Exercise description:
The listing should be printed again without a single change.

Data provided:
▬▬▬

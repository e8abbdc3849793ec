use serde::Serialize;
use std::fs;
use std::io::Write;
use std::path::{Path, PathBuf};
use std::sync::{Arc, Mutex};

#[derive(Debug, Clone, Copy, PartialEq, Eq, Serialize)]
#[serde(rename_all = "snake_case")]
pub enum LogLevel {
    Debug,
    Info,
    Warn,
    Error,
}

impl std::fmt::Display for LogLevel {
    fn fmt(&self, f: &mut std::fmt::Formatter<'_>) -> std::fmt::Result {
        match self {
            LogLevel::Debug => write!(f, "debug"),
            LogLevel::Info => write!(f, "info"),
            LogLevel::Warn => write!(f, "warn"),
            LogLevel::Error => write!(f, "error"),
        }
    }
}

#[derive(Debug, Clone, PartialEq, Eq, Serialize)]
pub struct LogRecord {
    pub timestamp: i64,
    pub level: LogLevel,
    pub driver: String,
    pub event: String,
    pub message: String,
}

/// Destination for driver log records. Handed to each `Driver` at
/// construction; nothing in this crate logs through a global.
pub trait LogSink: Send + Sync {
    fn record(&self, record: LogRecord);
}

#[derive(Debug, Default)]
pub struct NullLogSink;

impl LogSink for NullLogSink {
    fn record(&self, _record: LogRecord) {}
}

/// Appends one JSON object per line. Write failures are dropped so that
/// logging never changes the outcome of a lifecycle call.
#[derive(Debug, Clone)]
pub struct JsonlLogSink {
    path: PathBuf,
}

impl JsonlLogSink {
    pub fn new(path: impl Into<PathBuf>) -> Self {
        Self { path: path.into() }
    }

    pub fn path(&self) -> &Path {
        &self.path
    }
}

impl LogSink for JsonlLogSink {
    fn record(&self, record: LogRecord) {
        let Ok(line) = serde_json::to_string(&record) else {
            return;
        };

        if let Some(parent) = self.path.parent() {
            if fs::create_dir_all(parent).is_err() {
                return;
            }
        }
        let Ok(mut file) = fs::OpenOptions::new()
            .create(true)
            .append(true)
            .open(&self.path)
        else {
            return;
        };
        let _ = writeln!(file, "{line}");
    }
}

#[derive(Debug, Default)]
pub struct MemoryLogSink {
    records: Mutex<Vec<LogRecord>>,
}

impl MemoryLogSink {
    pub fn new() -> Self {
        Self::default()
    }

    pub fn records(&self) -> Vec<LogRecord> {
        match self.records.lock() {
            Ok(records) => records.clone(),
            Err(poisoned) => poisoned.into_inner().clone(),
        }
    }

    pub fn events(&self) -> Vec<String> {
        self.records().into_iter().map(|r| r.event).collect()
    }
}

impl LogSink for MemoryLogSink {
    fn record(&self, record: LogRecord) {
        match self.records.lock() {
            Ok(mut records) => records.push(record),
            Err(poisoned) => poisoned.into_inner().push(record),
        }
    }
}

/// Log handle scoped to one driver instance.
#[derive(Clone)]
pub struct DriverLogger {
    driver: String,
    sink: Arc<dyn LogSink>,
}

impl DriverLogger {
    pub fn new(driver: impl Into<String>, sink: Arc<dyn LogSink>) -> Self {
        Self {
            driver: driver.into(),
            sink,
        }
    }

    pub fn disabled() -> Self {
        Self::new("", Arc::new(NullLogSink))
    }

    pub fn log(&self, level: LogLevel, event: &str, message: &str) {
        self.sink.record(LogRecord {
            timestamp: chrono::Utc::now().timestamp(),
            level,
            driver: self.driver.clone(),
            event: event.to_string(),
            message: message.to_string(),
        });
    }

    pub fn debug(&self, event: &str, message: &str) {
        self.log(LogLevel::Debug, event, message);
    }

    pub fn info(&self, event: &str, message: &str) {
        self.log(LogLevel::Info, event, message);
    }

    pub fn warn(&self, event: &str, message: &str) {
        self.log(LogLevel::Warn, event, message);
    }

    pub fn error(&self, event: &str, message: &str) {
        self.log(LogLevel::Error, event, message);
    }
}

impl std::fmt::Debug for DriverLogger {
    fn fmt(&self, f: &mut std::fmt::Formatter<'_>) -> std::fmt::Result {
        f.debug_struct("DriverLogger")
            .field("driver", &self.driver)
            .finish_non_exhaustive()
    }
}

▬▬▬

Problem solution:
repository e8abbdc3849793ec
use serde::Serialize;
use std::fs;
use std::io::Write;
use std::path::{Path, PathBuf};
use std::sync::{Arc, Mutex};

#[derive(Debug, Clone, Copy, PartialEq, Eq, Serialize)]
#[serde(rename_all = "snake_case")]
pub enum LogLevel {
    Debug,
    Info,
    Warn,
    Error,
}

impl std::fmt::Display for LogLevel {
    fn fmt(&self, f: &mut std::fmt::Formatter<'_>) -> std::fmt::Result {
        match self {
            LogLevel::Debug => write!(f, "debug"),
            LogLevel::Info => write!(f, "info"),
            LogLevel::Warn => write!(f, "warn"),
            LogLevel::Error => write!(f, "error"),
        }
    }
}

#[derive(Debug, Clone, PartialEq, Eq, Serialize)]
pub struct LogRecord {
    pub timestamp: i64,
    pub level: LogLevel,
    pub driver: String,
    pub event: String,
    pub message: String,
}

/// Destination for driver log records. Handed to each `Driver` at
/// construction; nothing in this crate logs through a global.
pub trait LogSink: Send + Sync {
    fn record(&self, record: LogRecord);
}

#[derive(Debug, Default)]
pub struct NullLogSink;

impl LogSink for NullLogSink {
    fn record(&self, _record: LogRecord) {}
}

/// Appends one JSON object per line. Write failures are dropped so that
/// logging never changes the outcome of a lifecycle call.
#[derive(Debug, Clone)]
pub struct JsonlLogSink {
    path: PathBuf,
}

impl JsonlLogSink {
    pub fn new(path: impl Into<PathBuf>) -> Self {
        Self { path: path.into() }
    }

    pub fn path(&self) -> &Path {
        &self.path
    }
}

impl LogSink for JsonlLogSink {
    fn record(&self, record: LogRecord) {
        let Ok(line) = serde_json::to_string(&record) else {
            return;
        };

        if let Some(parent) = self.path.parent() {
            if fs::create_dir_all(parent).is_err() {
                return;
            }
        }
        let Ok(mut file) = fs::OpenOptions::new()
            .create(true)
            .append(true)
            .open(&self.path)
        else {
            return;
        };
        let _ = writeln!(file, "{line}");
    }
}

#[derive(Debug, Default)]
pub struct MemoryLogSink {
    records: Mutex<Vec<LogRecord>>,
}

impl MemoryLogSink {
    pub fn new() -> Self {
        Self::default()
    }

    pub fn records(&self) -> Vec<LogRecord> {
        match self.records.lock() {
            Ok(records) => records.clone(),
            Err(poisoned) => poisoned.into_inner().clone(),
        }
    }

    pub fn events(&self) -> Vec<String> {
        self.records().into_iter().map(|r| r.event).collect()
    }
}

impl LogSink for MemoryLogSink {
    fn record(&self, record: LogRecord) {
        match self.records.lock() {
            Ok(mut records) => records.push(record),
            Err(poisoned) => poisoned.into_inner().push(record),
        }
    }
}

/// Log handle scoped to one driver instance.
#[derive(Clone)]
pub struct DriverLogger {
    driver: String,
    sink: Arc<dyn LogSink>,
}

impl DriverLogger {
    pub fn new(driver: impl Into<String>, sink: Arc<dyn LogSink>) -> Self {
        Self {
            driver: driver.into(),
            sink,
        }
    }

    pub fn disabled() -> Self {
        Self::new("", Arc::new(NullLogSink))
    }

    pub fn log(&self, level: LogLevel, event: &str, message: &str) {
        self.sink.record(LogRecord {
            timestamp: chrono::Utc::now().timestamp(),
            level,
            driver: self.driver.clone(),
            event: event.to_string(),
            message: message.to_string(),
        });
    }

    pub fn debug(&self, event: &str, message: &str) {
        self.log(LogLevel::Debug, event, message);
    }

    pub fn info(&self, event: &str, message: &str) {
        self.log(LogLevel::Info, event, message);
    }

    pub fn warn(&self, event: &str, message: &str) {
        self.log(LogLevel::Warn, event, message);
    }

    pub fn error(&self, event: &str, message: &str) {
        self.log(LogLevel::Error, event, message);
    }
}

impl std::fmt::Debug for DriverLogger {
    fn fmt(&self, f: &mut std::fmt::Formatter<'_>) -> std::fmt::Result {
        f.debug_struct("DriverLogger")
            .field("driver", &self.driver)
            .finish_non_exhaustive()
    }
}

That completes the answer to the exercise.